The second is that there was a little slip-up. About a week after my copy of TUG Kink arrived, just in time for me to take it with on my trip north to see my parents, a second copy arrived. Now I could have offered to my faithful readers in some sort of contest, in thanks to those of you who have stuck around during these relatively silent months. But instead, I decided to maximize the benefit.

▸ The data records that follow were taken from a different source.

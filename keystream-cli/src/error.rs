//! Error handling for the CLI application

use std::fmt;

/// Custom error type for CLI-specific errors
#[derive(Debug)]
pub enum CliError {
    /// No file matched the given paths or patterns
    FileNotFound(String),
    /// Invalid file pattern
    InvalidPattern(String),
    /// Configuration error
    ConfigError(String),
    /// The pipeline rejected an input
    ProcessingError(String),
}

impl fmt::Display for CliError {
    fn fmt(&self, f: &mut fmt::Formatter<'_>) -> fmt::Result {
        match self {
            CliError::FileNotFound(pattern) => write!(f, "No files found matching: {pattern}"),
            CliError::InvalidPattern(pattern) => write!(f, "Invalid file pattern: {pattern}"),
            CliError::ConfigError(msg) => write!(f, "Configuration error: {msg}"),
            CliError::ProcessingError(msg) => write!(f, "Processing error: {msg}"),
        }
    }
}

impl std::error::Error for CliError {}

/// Result type alias for CLI operations
pub type CliResult<T> = Result<T, anyhow::Error>;
//! Type command implementation

use super::SourceArgs;
use crate::error::CliError;
use anyhow::Result;
use clap::Args;
use keystream_core::{CancellationToken, Scheduler, ThreadScheduler, VirtualScheduler};
use std::io::Write;

/// Arguments for the type command
#[derive(Debug, Args)]
pub struct TypeArgs {
    #[command(flatten)]
    pub source: SourceArgs,

    /// Write everything at once instead of pacing the output
    #[arg(long)]
    pub no_delay: bool,
}

impl TypeArgs {
    /// Execute the type command
    pub fn execute(&self) -> Result<()> {
        self.source.init_logging();
        log::info!("Starting typewriter output");
        log::debug!("Arguments: {:?}", self);

        let stdout = std::io::stdout();
        let mut out = stdout.lock();
        self.run(&mut out)
    }

    /// Type every source into `writer`
    pub fn run<W: Write>(&self, mut writer: W) -> Result<()> {
        let pipeline = self.source.pipeline()?;
        let sources = self.source.sources()?;

        let mut thread_scheduler = ThreadScheduler;
        let mut virtual_scheduler = VirtualScheduler::new();
        let scheduler: &mut dyn Scheduler = if self.no_delay {
            &mut virtual_scheduler
        } else {
            &mut thread_scheduler
        };

        for source in &sources {
            let name = source.display_name();
            let text = source.read()?;
            let report = pipeline
                .speak_to(&text, &mut writer, &mut *scheduler, CancellationToken::new())
                .map_err(|e| CliError::ProcessingError(format!("{name}: {e}")))?;

            if report.emitted > 0 && !text.ends_with('\n') {
                writeln!(writer)?;
            }
            log::info!(
                "Typed {} ({} keys, {:?} of delays)",
                name,
                report.emitted,
                report.elapsed
            );
        }

        writer.flush()?;
        Ok(())
    }
}
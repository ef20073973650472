//! Punctuation splitter: trailing `.` / `,` out of words

use crate::error::{PipelineError, Result};
use crate::token::{Token, TokenKind};

/// Map a trailing character to its punctuation token
///
/// `Ok(None)` means the character is not punctuation and the word is kept
/// whole. ASCII punctuation without a kind of its own is an error.
fn classify_trailing(ch: char, word: &str) -> Result<Option<Token>> {
    match ch {
        '.' => Ok(Some(Token::period())),
        ',' => Ok(Some(Token::comma())),
        '_' => Ok(None),
        c if c.is_ascii_punctuation() => Err(PipelineError::UnrecognizedPunctuation {
            ch: c,
            word: word.to_string(),
        }),
        _ => Ok(None),
    }
}

/// Split a trailing `.` or `,` off every WORD token
///
/// Only the last character is inspected, so `"a.."` becomes `WORD "a."`
/// followed by PERIOD. A word that is nothing but punctuation leaves an
/// empty WORD behind; it is kept and later vanishes in the letterizer.
pub fn split_out_punctuation(tokens: Vec<Token>) -> Result<Vec<Token>> {
    let mut new_tokens = Vec::with_capacity(tokens.len());

    for token in tokens {
        if token.kind != TokenKind::Word {
            new_tokens.push(token);
            continue;
        }

        let Some(last) = token.text.chars().last() else {
            new_tokens.push(token);
            continue;
        };

        match classify_trailing(last, &token.text)? {
            Some(punctuation) => {
                let mut text = token.text;
                text.pop();
                new_tokens.push(Token {
                    kind: TokenKind::Word,
                    text,
                    duration: token.duration,
                });
                new_tokens.push(punctuation);
            }
            None => new_tokens.push(token),
        }
    }

    Ok(new_tokens)
}
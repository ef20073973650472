//! Text source management for CLI

use crate::input::{resolve_patterns, FileReader};
use anyhow::{Context, Result};
use std::io::Read;
use std::path::PathBuf;

/// Where one input text comes from
#[derive(Debug, Clone, PartialEq, Eq)]
pub enum TextSource {
    /// Text given directly on the command line
    Inline(String),
    /// A file resolved from `--input`
    File(PathBuf),
    /// Standard input
    Stdin,
}

impl TextSource {
    /// Get the display name for the text source
    pub fn display_name(&self) -> String {
        match self {
            TextSource::Inline(_) => "<argument>".to_string(),
            TextSource::File(path) => path.display().to_string(),
            TextSource::Stdin => "<stdin>".to_string(),
        }
    }

    /// Read the full text
    pub fn read(&self) -> Result<String> {
        match self {
            TextSource::Inline(text) => Ok(text.clone()),
            TextSource::File(path) => FileReader::read_text(path),
            TextSource::Stdin => {
                let mut text = String::new();
                std::io::stdin()
                    .read_to_string(&mut text)
                    .context("Failed to read standard input")?;
                Ok(text)
            }
        }
    }
}

/// Decide which sources a command reads
///
/// Inline text comes first, then files matching `patterns` in sorted
/// order. With neither, standard input is read.
pub fn collect_sources(text: Option<&str>, patterns: &[String]) -> Result<Vec<TextSource>> {
    let mut sources = Vec::new();

    if let Some(text) = text {
        sources.push(TextSource::Inline(text.to_string()));
    }

    if !patterns.is_empty() {
        sources.extend(resolve_patterns(patterns)?.into_iter().map(TextSource::File));
    }

    if sources.is_empty() {
        sources.push(TextSource::Stdin);
    }

    Ok(sources)
}

#[cfg(test)]
mod tests {
    use super::*;
    use std::fs;
    use tempfile::TempDir;

    #[test]
    fn test_display_names() {
        assert_eq!(TextSource::Inline("hi".into()).display_name(), "<argument>");
        assert_eq!(TextSource::Stdin.display_name(), "<stdin>");
        assert_eq!(
            TextSource::File(PathBuf::from("notes.txt")).display_name(),
            "notes.txt"
        );
    }

    #[test]
    fn test_inline_read() {
        let source = TextSource::Inline("Hi there.".into());
        assert_eq!(source.read().unwrap(), "Hi there.");
    }

    #[test]
    fn test_no_inputs_means_stdin() {
        assert_eq!(collect_sources(None, &[]).unwrap(), vec![TextSource::Stdin]);
    }

    #[test]
    fn test_inline_then_files() {
        let temp_dir = TempDir::new().unwrap();
        fs::write(temp_dir.path().join("b.txt"), "second").unwrap();
        fs::write(temp_dir.path().join("a.txt"), "first").unwrap();

        let pattern = format!("{}/*.txt", temp_dir.path().display());
        let sources = collect_sources(Some("inline"), &[pattern]).unwrap();

        assert_eq!(sources.len(), 3);
        assert_eq!(sources[0], TextSource::Inline("inline".into()));
        assert_eq!(sources[1].read().unwrap(), "first");
        assert_eq!(sources[2].read().unwrap(), "second");
    }

    #[test]
    fn test_unmatched_pattern_is_error() {
        let result = collect_sources(None, &["/nonexistent/*.txt".to_string()]);
        assert!(result.is_err());
    }
}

I offered the extra copy to my Master.

So, as time permits, he will be reading it as well and offering comments, which I hope he'll allow me to share. He'll take a special look at passages I direct him to. (Me! Directing my Daddy! What a concept!) I'm particularly looking forward to what he has to say about the chapter on sadism.

And you?
Consider buying the book.

The Ultimate Guide to Kink: BDSM, Role Play and the Erotic Edge

Yeah.
That book.
And join the discussion here.
Even if you haven't read the book.
You can still weigh in on the issues.

Remember that my comments so far are based only on samples. But if I had seen those samples as I browsed in a book store (remember book stores?), I would have snatched up a copy and slapped my worn-out Visa card on the counter. Especially after stumbling on a passage such as this one, which brings us back to Laura Antoniou and my belief that there is no One True Religion of BDSM. It comes from her chapter on "How to Train Your Sex Slave":
Training, like the rest of our kinky relationship styles, is above all personal. Never try to use someone else's training program! What do they know about your preferences, your style, your relationship, your lovers? Nada, zilch, zip. using their training would be like using their underwear; it might look like it fits, but wouldn't you rather have your own?
So consider getting your own.
Copy of the book, I meant.
Not underwear.
Though underwear's ok, too.
If you're allowed to wear it.
And then - let's talk.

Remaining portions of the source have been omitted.